HOT 2006: A Heady Mix
The range of speakers and a popular new feature, the Roundtable, were among the most pleasant surprises of the 6th annual Strategic Conference on Hospitality Operations & Technology, held at the Hilton Anatole in Dallas March 8-10.
Like other HOTs sponsored by Lodging Hospitality and BearingPoint, this drew all manner of technological experts, vendors and hoteliers to the landmark hotel. Unlike other HOTs, however, this edition debuted the Roundtable, a chance to exchange ideas and experiences about the most recent technological solutions to operational problems.
The Roundtables focused on applications such as property management systems, CRS, POS, CRM and guestroom entertainment. Envisioned as opportunities to bring vendor and hotelier together in a case study format, they mushroomed into unexpectedly well attended discussion circles.
As in years past, the conference featured panels on topics spanning new frontiers in central reservations, the ongoing effect of third-party Internet travel sites on brand integrity and rate, and the integration of technology and entertainment. It also boasted morning sessions featuring chief operating officers and chief information officers. A keynote speech by noted marketing commentator Peter Yesawich, the head of Yesawich, Pepperdine, Brown & Russell, drew particularly well.
The COO panel spanned veteran luxury hotel executive Atef Mankarios, Red Roof Inns COO Joe Wheeling and Roger Bloss, a longtime friend of HOT who heads Americas Best Value Inn by Vantage Hospitality Group.

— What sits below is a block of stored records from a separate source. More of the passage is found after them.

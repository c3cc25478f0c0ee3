//! Resolution of circular obstructions.
//!
//! The pixel sweep moves one grid at a time, so a ring of grids each waiting
//! on the next never advances. This pass looks for a set of simultaneous
//! one-pixel displacements that leaves every grid collision-free: the stalled
//! grid steps, every grid it now overlaps is pushed in a compatible
//! direction, and so on recursively. The search is a depth-first
//! backtracking walk; continuations carry the work still pending further up
//! the chain so that a failure deep down can retry alternatives of any
//! earlier link.

use std::collections::HashSet;

use glam::IVec2;

use super::{GridManager, tick::TickState};
use crate::utils::{
    allocator::GridId,
    logging::ScopedTimer,
    math::{rotate_dir8, sign_f32, sign_step, signs_compatible},
};

/// Bookkeeping shared by every search of one pass.
#[derive(Debug, Default)]
struct PassMemo {
    displaced: HashSet<GridId>,
    /// Displacements that run into a grid nothing can push. Those grids never
    /// move during the pass, so the verdict holds for every later search.
    blocked: HashSet<(GridId, IVec2)>,
}

struct Search<'a> {
    manager: &'a mut GridManager,
    state: &'a TickState,
    memo: &'a mut PassMemo,
    /// Displacements that failed somewhere further down this search's chain.
    failed: HashSet<(GridId, IVec2)>,
    /// Displacements currently applied, in order.
    chain: Vec<(GridId, IVec2)>,
    max_depth: usize,
}

type Continuation<'k, 'a> = dyn FnMut(&mut Search<'a>) -> bool + 'k;

/// Rotation steps (in 45° units) tried for a direction, nearest first.
fn rotation_order(parity: bool, max_steps: i32) -> Vec<i32> {
    let side = if parity { -1 } else { 1 };
    let mut order = vec![0];
    for step in 1..=max_steps {
        order.push(side * step);
        order.push(-side * step);
    }
    order
}

impl<'a> Search<'a> {
    fn apply(&mut self, id: GridId, dir: IVec2) {
        self.manager.grid_mut(id).grid.translate(dir);
        self.memo.displaced.insert(id);
        self.chain.push((id, dir));
    }

    fn undo(&mut self) {
        if let Some((id, dir)) = self.chain.pop() {
            self.manager.grid_mut(id).grid.translate(-dir);
            self.memo.displaced.remove(&id);
        }
    }

    /// Grids overlapping `id` at its current position.
    fn hits(&self, id: GridId) -> Vec<GridId> {
        let Some(participant) = self.state.get(id) else {
            return Vec::new();
        };
        participant
            .candidates
            .iter()
            .copied()
            .filter(|&other| self.manager.blocked(id, &[other], IVec2::ZERO, true))
            .collect()
    }

    /// Non-participants and infinite masses stay put for the whole pass.
    fn immovable(&self, id: GridId) -> bool {
        self.state.get(id).is_none() || self.manager.grid(id).infinite_mass
    }

    fn pushable(&self, id: GridId) -> bool {
        !self.immovable(id) && !self.memo.displaced.contains(&id)
    }

    /// Directions a blocker may be pushed in: near `push`, and not against
    /// where it is heading anyway.
    fn blocker_dirs(&self, id: GridId, push: IVec2) -> Vec<IVec2> {
        let object = self.manager.grid(id);
        let remaining = self.state.get(id).map_or(IVec2::ZERO, |p| p.remaining);
        let heading = IVec2::new(
            if remaining.x != 0 { remaining.x.signum() } else { sign_f32(object.vel.x) },
            if remaining.y != 0 { remaining.y.signum() } else { sign_f32(object.vel.y) },
        );

        rotation_order(self.manager.axis_parity, 2)
            .into_iter()
            .map(|steps| rotate_dir8(push, steps))
            .filter(|&dir| signs_compatible(dir, heading))
            .collect()
    }

    fn displace(
        &mut self,
        id: GridId,
        dirs: &[IVec2],
        depth: usize,
        next: &mut Continuation<'_, 'a>,
    ) -> bool {
        if depth > self.max_depth {
            return false;
        }

        for &dir in dirs {
            let key = (id, dir);
            if self.memo.blocked.contains(&key) || self.failed.contains(&key) {
                continue;
            }

            self.apply(id, dir);
            let hits = self.hits(id);
            if hits.iter().any(|&hit| self.immovable(hit)) {
                self.undo();
                self.memo.blocked.insert(key);
                continue;
            }
            let ok = hits.iter().all(|&hit| self.pushable(hit))
                && self.displace_all(&hits, dir, depth + 1, next);
            if ok {
                return true;
            }
            self.undo();
            self.failed.insert(key);
        }
        false
    }

    fn displace_all(
        &mut self,
        hits: &[GridId],
        push: IVec2,
        depth: usize,
        next: &mut Continuation<'_, 'a>,
    ) -> bool {
        let Some((&first, rest)) = hits.split_first() else {
            return next(self);
        };
        if self.memo.displaced.contains(&first) {
            // Already moved by an earlier link; the final check still covers it.
            return self.displace_all(rest, push, depth, next);
        }

        let dirs = self.blocker_dirs(first, push);
        self.displace(first, &dirs, depth, &mut |search: &mut Search<'a>| {
            search.displace_all(rest, push, depth, next)
        })
    }

    fn chain_is_clear(&self) -> bool {
        self.chain.iter().all(|&(id, _)| self.hits(id).is_empty())
    }
}

impl GridManager {
    /// Runs one pass over the stalled participants. Returns whether any grid
    /// was displaced.
    pub(super) fn resolve_circular(&mut self, state: &mut TickState) -> bool {
        let _t = ScopedTimer::new("tick::circular");

        let max_depth = self
            .config
            .max_search_depth
            .unwrap_or(state.participants.len());
        let mut memo = PassMemo::default();
        let mut progressed = false;

        for slot in 0..state.participants.len() {
            let (id, remaining) = {
                let p = &state.participants[slot];
                (p.id, p.remaining)
            };
            if remaining == IVec2::ZERO || memo.displaced.contains(&id) {
                continue;
            }

            let heading = sign_step(remaining);
            let dirs: Vec<IVec2> = rotation_order(self.axis_parity, 1)
                .into_iter()
                .map(|steps| rotate_dir8(heading, steps))
                .collect();

            let chain = {
                let mut search = Search {
                    manager: &mut *self,
                    state: &*state,
                    memo: &mut memo,
                    failed: HashSet::new(),
                    chain: Vec::new(),
                    max_depth,
                };
                let found = search.displace(id, &dirs, 0, &mut |s: &mut Search<'_>| {
                    s.chain_is_clear()
                });
                if found { search.chain } else { Vec::new() }
            };
            if chain.is_empty() {
                continue;
            }

            log::trace!("grid {id} cleared a circular obstruction ({} link(s))", chain.len());
            self.commit(state, &chain);
            progressed = true;
        }

        progressed
    }

    /// Charges applied displacements to the remaining deltas, or to the debt
    /// where they went elsewhere.
    fn commit(&mut self, state: &mut TickState, chain: &[(GridId, IVec2)]) {
        for &(id, dir) in chain {
            let Some(participant) = state.get_mut(id) else {
                continue;
            };
            let mut owed = IVec2::ZERO;
            for axis in 0..2 {
                let d = dir[axis];
                let r = participant.remaining[axis];
                if d == 0 {
                    continue;
                }
                if r != 0 && r.signum() == d.signum() {
                    participant.remaining[axis] -= d;
                } else {
                    owed[axis] += d;
                }
            }
            self.grid_mut(id).vel_owed += owed;
        }
    }
}

#[cfg(test)]
mod tests {
    use super::*;
    use crate::core::{Grid, TileLayer, Xf};
    use crate::world::{tick::Participant, GridObject};

    fn block(pos: IVec2, width: i32, height: i32) -> Grid {
        let layer = TileLayer::new(width, height, vec![1; (width * height) as usize]);
        Grid::from_layer(&layer, Xf::from_pos(pos)).unwrap()
    }

    #[test]
    fn rotations_alternate_sides() {
        assert_eq!(rotation_order(false, 2), vec![0, 1, -1, 2, -2]);
        assert_eq!(rotation_order(true, 1), vec![0, -1, 1]);
    }

    #[test]
    fn only_fixed_obstacles_are_remembered_across_searches() {
        let mut manager = GridManager::new();
        let pusher = manager.add_grid(GridObject::new(block(IVec2::ZERO, 1, 1)));
        let middle = manager.add_grid(GridObject::new(block(IVec2::new(12, 0), 1, 1)));
        let wall = manager.add_grid(
            GridObject::new(block(IVec2::new(24, -12), 1, 3)).with_infinite_mass(true),
        );
        let state = TickState::new(vec![
            Participant {
                id: pusher,
                remaining: IVec2::new(1, 0),
                candidates: vec![middle, wall],
            },
            Participant {
                id: middle,
                remaining: IVec2::ZERO,
                candidates: vec![pusher, wall],
            },
        ]);

        let mut memo = PassMemo::default();
        let mut search = Search {
            manager: &mut manager,
            state: &state,
            memo: &mut memo,
            failed: HashSet::new(),
            chain: Vec::new(),
            max_depth: 2,
        };
        let found = search.displace(pusher, &[IVec2::X], 0, &mut |s: &mut Search<'_>| {
            s.chain_is_clear()
        });
        assert!(!found);
        assert!(search.chain.is_empty());
        // Sideways pushes on `middle` only failed because `pusher` had moved.
        assert!(search.failed.contains(&(pusher, IVec2::X)));
        assert!(search.failed.contains(&(middle, IVec2::Y)));

        for dir in [IVec2::X, IVec2::new(1, 1), IVec2::new(1, -1)] {
            assert!(memo.blocked.contains(&(middle, dir)));
        }
        assert!(!memo.blocked.contains(&(pusher, IVec2::X)));
        assert!(!memo.blocked.contains(&(middle, IVec2::Y)));
        assert_eq!(manager.grid(pusher).grid.grid_to_world().pos, IVec2::ZERO);
        assert_eq!(manager.grid(middle).grid.grid_to_world().pos, IVec2::new(12, 0));
    }
}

Alan Campey, chief assets officer for EBR Holding, also participated in the COO panel. Less than a week after HOT, Rosewood Hotels & Resorts announced that he had been named managing director of Cordevalle, a Rosewood resort in San Martin, CA.
The conference immediately followed the Hotel Technology Next Generation conference, also at the Anatole. Each gathering drew about 250, and there was overlap: Douglas Rice, the intellectually rigorous executive director of HTNG, participated in the HOT CIO panel, a highly technical discussion of issues including Sarbanes-Oxley requirements, growing concerns about identity theft and dealing with legacy technology older than the hotel staff.
Panelists disagreed on the efficacy of Voice over Internet protocol (VoIP) telephony, particularly in light of the cost of VoIP phones.
Rice said the issue is Internet telephony, or using the Internet as a phone channel over non-phone devices like the computer. Are PBXes necessary anymore? he asked.
Also involved in the legacy issue: payment card industry, or PCI, requirements that strain the capabilities of old hotel computer systems. In addition to these PCI demands, which are designed to prevent identity theft, VISA's Cardholder Information Security Program (CISP), also is straining hotel technology, suggested Neil Schubert, vice president of strategic technologies for Marriott International.
Vio Nicola, VP of information technology at Ameristar Casinos, said the gaming industry has less of a problem with such issues because it's always been heavily regulated.
Schubert, who once heard that the acronym CIO stood for “career is over,” also suggested that the content encryption moves of Hollywood studios — exemplified by technology like Pro:Idiom, which is designed to prevent hackers from stealing entertainment product — will someday mean that the entertainment industry will be able to tell when and where a movie is played in a hotel room.